Tachyphylaxis to 5-HT3-receptor-mediated activation of vagal afferents is prevented by co-activation of 5-HT2 receptors

Functional studies have provided evidence that 5-HT3 ion-channel receptors (5-HT3Rs) on vagal cardiopulmonary afferents mediating the Bezold–Jarisch reflex (BJR) rapidly desensitize upon repeated exposure to selective 5-HT3R agonists. G-protein-coupled 5-HT2 receptors (5-HT2Rs) also exist on vagal afferents, although activation of these receptors does not elicit the BJR. However, there is in vivo evidence that 5-HT2Rs may regulate the activity of 5-HT3Rs. The aim of this study was to determine whether co-activation of 5-HT2Rs prevents desensitization of 5-HT3Rs mediating the BJR in conscious rats.
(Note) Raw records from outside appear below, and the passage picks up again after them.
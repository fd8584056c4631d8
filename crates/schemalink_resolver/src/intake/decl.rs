//! Raw, unlinked declarations.
//!
//! These carry names exactly as written. Nothing here has been resolved
//! against a namespace; the linker turns them into prototypes.

use schemalink_foundation::Provenance;
use schemalink_schema::{AtomAttrs, ConceptAttrs, Constraint, LinkAttrs, PropertyAttrs};

/// Every declaration of one module, in document order.
#[derive(Clone, Debug, Default)]
pub struct RawModule {
    /// `atoms` section.
    pub atoms: Vec<RawAtom>,
    /// `link-properties` section.
    pub link_properties: Vec<RawLinkProperty>,
    /// `links` section.
    pub links: Vec<RawLink>,
    /// `concepts` section.
    pub concepts: Vec<RawConcept>,
}

impl RawModule {
    /// Total number of top-level declarations.
    #[must_use]
    pub fn len(&self) -> usize {
        self.atoms.len() + self.link_properties.len() + self.links.len() + self.concepts.len()
    }

    /// Returns true if the module declares nothing.
    #[must_use]
    pub fn is_empty(&self) -> bool {
        self.len() == 0
    }
}

/// An atom declaration.
#[derive(Clone, Debug)]
pub struct RawAtom {
    /// Local name.
    pub name: String,
    /// Base as written.
    pub extends: Option<String>,
    /// Declared attributes.
    pub attrs: AtomAttrs,
    /// Declared constraints.
    pub constraints: Vec<Constraint>,
    /// Where it was declared.
    pub provenance: Provenance,
}

/// A generic link property declaration.
#[derive(Clone, Debug)]
pub struct RawLinkProperty {
    /// Local name.
    pub name: String,
    /// Bases as written.
    pub extends: Vec<String>,
    /// Declared attributes.
    pub attrs: PropertyAttrs,
    /// Where it was declared.
    pub provenance: Provenance,
}

/// A property used on a link, with its target atom.
#[derive(Clone, Debug)]
pub struct RawPropertyUse {
    /// Property name as written.
    pub name: String,
    /// Target atom as written.
    pub target: String,
    /// Declared attributes.
    pub attrs: PropertyAttrs,
    /// Inline constraints.
    pub constraints: Vec<Constraint>,
    /// Inline abstract constraints.
    pub abstract_constraints: Vec<Constraint>,
    /// Where it was declared.
    pub provenance: Provenance,
}

/// A computable declaration.
#[derive(Clone, Debug)]
pub struct RawComputable {
    /// Pointer name as written.
    pub name: String,
    /// Expression text.
    pub expression: String,
    /// Title.
    pub title: Option<String>,
    /// Description.
    pub description: Option<String>,
    /// Where it was declared.
    pub provenance: Provenance,
}

/// An index expression.
#[derive(Clone, Debug)]
pub struct RawIndex {
    /// Expression text.
    pub expr: String,
    /// Where it was declared.
    pub provenance: Provenance,
}

/// A generic link declaration.
#[derive(Clone, Debug)]
pub struct RawLink {
    /// Local name.
    pub name: String,
    /// Bases as written.
    pub extends: Vec<String>,
    /// Declared attributes.
    pub attrs: LinkAttrs,
    /// Properties.
    pub properties: Vec<RawPropertyUse>,
    /// Computables.
    pub computables: Vec<RawComputable>,
    /// Indexes.
    pub indexes: Vec<RawIndex>,
    /// Enforced constraints.
    pub constraints: Vec<Constraint>,
    /// Abstract constraints.
    pub abstract_constraints: Vec<Constraint>,
    /// Where it was declared.
    pub provenance: Provenance,
}

/// A link used on a concept, for one target.
#[derive(Clone, Debug)]
pub struct RawLinkUse {
    /// Pointer name as written.
    pub name: String,
    /// Target as written.
    pub target: String,
    /// Declared attributes.
    pub attrs: LinkAttrs,
    /// Properties.
    pub properties: Vec<RawPropertyUse>,
    /// Inline constraints.
    pub constraints: Vec<Constraint>,
    /// Inline abstract constraints.
    pub abstract_constraints: Vec<Constraint>,
    /// Where it was declared.
    pub provenance: Provenance,
}

/// A concept declaration.
#[derive(Clone, Debug)]
pub struct RawConcept {
    /// Local name.
    pub name: String,
    /// Bases as written.
    pub extends: Vec<String>,
    /// Declared attributes.
    pub attrs: ConceptAttrs,
    /// Link uses, one per (pointer, target).
    pub links: Vec<RawLinkUse>,
    /// Computables.
    pub computables: Vec<RawComputable>,
    /// Indexes.
    pub indexes: Vec<RawIndex>,
    /// Where it was declared.
    pub provenance: Provenance,
}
The principal findings were that (1) tachyphylaxis rapidly developed to the BJR-mediated hemodynamic responses elicited by successive injections of 5-HT3R agonists and (2) co-injection of the selective 5-HT2R agonist, α-methyl-5-HT, prevented tachyphylaxis to the BJR-mediated hemodynamic responses elicited by the 5-HT3R agonists. Additional studies provided evidence that (1) tachyphylaxis to the 5-HT3R agonists was not due to impairment of the central or efferent processing of the BJR, and (2) the pressor responses elicited by α-methyl-5-HT were not responsible for preventing tachyphylaxis to the BJR reflex responses elicited by 5-HT3R agonists. These results suggest that the loss of response to 5-HT3R agonists is due to desensitization of 5-HT3Rs on vagal afferents mediating the BJR and that co-activation of 5-HT2Rs prevents the desensitization of these 5-HT3Rs.